__TASK__
Each entry has to be printed again exactly.

---------- DATA TO EXAMINE

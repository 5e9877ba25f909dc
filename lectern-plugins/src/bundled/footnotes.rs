//! Footnote index plugin

use std::collections::BTreeMap;
use std::sync::RwLock;

use lectern_plugin::{ExtensionSet, PluginError, PluginResult, PluginsController};
use serde::{Deserialize, Serialize};

pub const PLUGIN_NAME: &str = "footnotes";

/// Extension key the index is published under
pub const INDEX_KEY: &str = "index";

/// A footnote anchored on a page
#[derive(Debug, Clone, PartialEq, Eq, Serialize, Deserialize)]
pub struct Footnote {
    pub id: String,
    pub page: u32,
    pub text: String,
}

/// Footnotes known to the reader, keyed by id
#[derive(Debug, Default)]
pub struct FootnoteIndex {
    notes: RwLock<BTreeMap<String, Footnote>>,
}

impl FootnoteIndex {
    pub fn new() -> Self {
        Self::default()
    }

    /// Add or replace a footnote
    pub fn insert(&self, id: impl Into<String>, page: u32, text: impl Into<String>) -> PluginResult<()> {
        let id = id.into();
        if id.is_empty() {
            return Err(PluginError::Plugin {
                name: PLUGIN_NAME.to_string(),
                message: "footnote id cannot be empty".to_string(),
            });
        }

        let mut notes = self
            .notes
            .write()
            .map_err(|_| PluginError::generic("footnote index lock poisoned"))?;
        notes.insert(
            id.clone(),
            Footnote {
                id,
                page,
                text: text.into(),
            },
        );
        Ok(())
    }

    pub fn get(&self, id: &str) -> Option<Footnote> {
        self.notes.read().ok().and_then(|notes| notes.get(id).cloned())
    }

    pub fn contains(&self, id: &str) -> bool {
        self.notes
            .read()
            .map(|notes| notes.contains_key(id))
            .unwrap_or(false)
    }

    /// Footnotes on `page`, ordered by id
    pub fn on_page(&self, page: u32) -> Vec<Footnote> {
        self.notes
            .read()
            .map(|notes| notes.values().filter(|n| n.page == page).cloned().collect())
            .unwrap_or_default()
    }

    pub fn len(&self) -> usize {
        self.notes.read().map(|notes| notes.len()).unwrap_or(0)
    }

    pub fn is_empty(&self) -> bool {
        self.len() == 0
    }
}

pub async fn register(controller: &PluginsController) -> PluginResult<()> {
    controller
        .register(PLUGIN_NAME, |_plugin, api| {
            api.extend_reader(ExtensionSet::new().with(INDEX_KEY, FootnoteIndex::new()));
            Ok(())
        })
        .await
}

#[cfg(test)]
mod tests {
    use super::*;

    #[test]
    fn test_index_lookup_by_page() {
        let index = FootnoteIndex::new();
        index.insert("fn-2", 4, "second").unwrap();
        index.insert("fn-1", 4, "first").unwrap();
        index.insert("fn-3", 9, "elsewhere").unwrap();

        let page = index.on_page(4);
        assert_eq!(page.len(), 2);
        assert_eq!(page[0].id, "fn-1");
        assert_eq!(index.get("fn-3").unwrap().text, "elsewhere");
        assert_eq!(index.len(), 3);
    }

    #[test]
    fn test_insert_replaces_existing_id() {
        let index = FootnoteIndex::new();
        index.insert("fn-1", 1, "draft").unwrap();
        index.insert("fn-1", 2, "final").unwrap();

        assert_eq!(index.len(), 1);
        assert_eq!(index.get("fn-1").unwrap().page, 2);
    }

    #[test]
    fn test_empty_id_rejected() {
        let index = FootnoteIndex::new();
        assert!(index.insert("", 1, "text").is_err());
        assert!(index.is_empty());
    }
}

--------------------

__TASK SOLUTION__
repository 5e9877ba25f909dc
filename lectern-plugins/src/bundled/footnotes.rs
//! Footnote index plugin

use std::collections::BTreeMap;
use std::sync::RwLock;

use lectern_plugin::{ExtensionSet, PluginError, PluginResult, PluginsController};
use serde::{Deserialize, Serialize};

pub const PLUGIN_NAME: &str = "footnotes";

/// Extension key the index is published under
pub const INDEX_KEY: &str = "index";

/// A footnote anchored on a page
#[derive(Debug, Clone, PartialEq, Eq, Serialize, Deserialize)]
pub struct Footnote {
    pub id: String,
    pub page: u32,
    pub text: String,
}

/// Footnotes known to the reader, keyed by id
#[derive(Debug, Default)]
pub struct FootnoteIndex {
    notes: RwLock<BTreeMap<String, Footnote>>,
}

impl FootnoteIndex {
    pub fn new() -> Self {
        Self::default()
    }

    /// Add or replace a footnote
    pub fn insert(&self, id: impl Into<String>, page: u32, text: impl Into<String>) -> PluginResult<()> {
        let id = id.into();
        if id.is_empty() {
            return Err(PluginError::Plugin {
                name: PLUGIN_NAME.to_string(),
                message: "footnote id cannot be empty".to_string(),
            });
        }

        let mut notes = self
            .notes
            .write()
            .map_err(|_| PluginError::generic("footnote index lock poisoned"))?;
        notes.insert(
            id.clone(),
            Footnote {
                id,
                page,
                text: text.into(),
            },
        );
        Ok(())
    }

    pub fn get(&self, id: &str) -> Option<Footnote> {
        self.notes.read().ok().and_then(|notes| notes.get(id).cloned())
    }

    pub fn contains(&self, id: &str) -> bool {
        self.notes
            .read()
            .map(|notes| notes.contains_key(id))
            .unwrap_or(false)
    }

    /// Footnotes on `page`, ordered by id
    pub fn on_page(&self, page: u32) -> Vec<Footnote> {
        self.notes
            .read()
            .map(|notes| notes.values().filter(|n| n.page == page).cloned().collect())
            .unwrap_or_default()
    }

    pub fn len(&self) -> usize {
        self.notes.read().map(|notes| notes.len()).unwrap_or(0)
    }

    pub fn is_empty(&self) -> bool {
        self.len() == 0
    }
}

pub async fn register(controller: &PluginsController) -> PluginResult<()> {
    controller
        .register(PLUGIN_NAME, |_plugin, api| {
            api.extend_reader(ExtensionSet::new().with(INDEX_KEY, FootnoteIndex::new()));
            Ok(())
        })
        .await
}

#[cfg(test)]
mod tests {
    use super::*;

    #[test]
    fn test_index_lookup_by_page() {
        let index = FootnoteIndex::new();
        index.insert("fn-2", 4, "second").unwrap();
        index.insert("fn-1", 4, "first").unwrap();
        index.insert("fn-3", 9, "elsewhere").unwrap();

        let page = index.on_page(4);
        assert_eq!(page.len(), 2);
        assert_eq!(page[0].id, "fn-1");
        assert_eq!(index.get("fn-3").unwrap().text, "elsewhere");
        assert_eq!(index.len(), 3);
    }

    #[test]
    fn test_insert_replaces_existing_id() {
        let index = FootnoteIndex::new();
        index.insert("fn-1", 1, "draft").unwrap();
        index.insert("fn-1", 2, "final").unwrap();

        assert_eq!(index.len(), 1);
        assert_eq!(index.get("fn-1").unwrap().page, 2);
    }

    #[test]
    fn test_empty_id_rejected() {
        let index = FootnoteIndex::new();
        assert!(index.insert("", 1, "text").is_err());
        assert!(index.is_empty());
    }
}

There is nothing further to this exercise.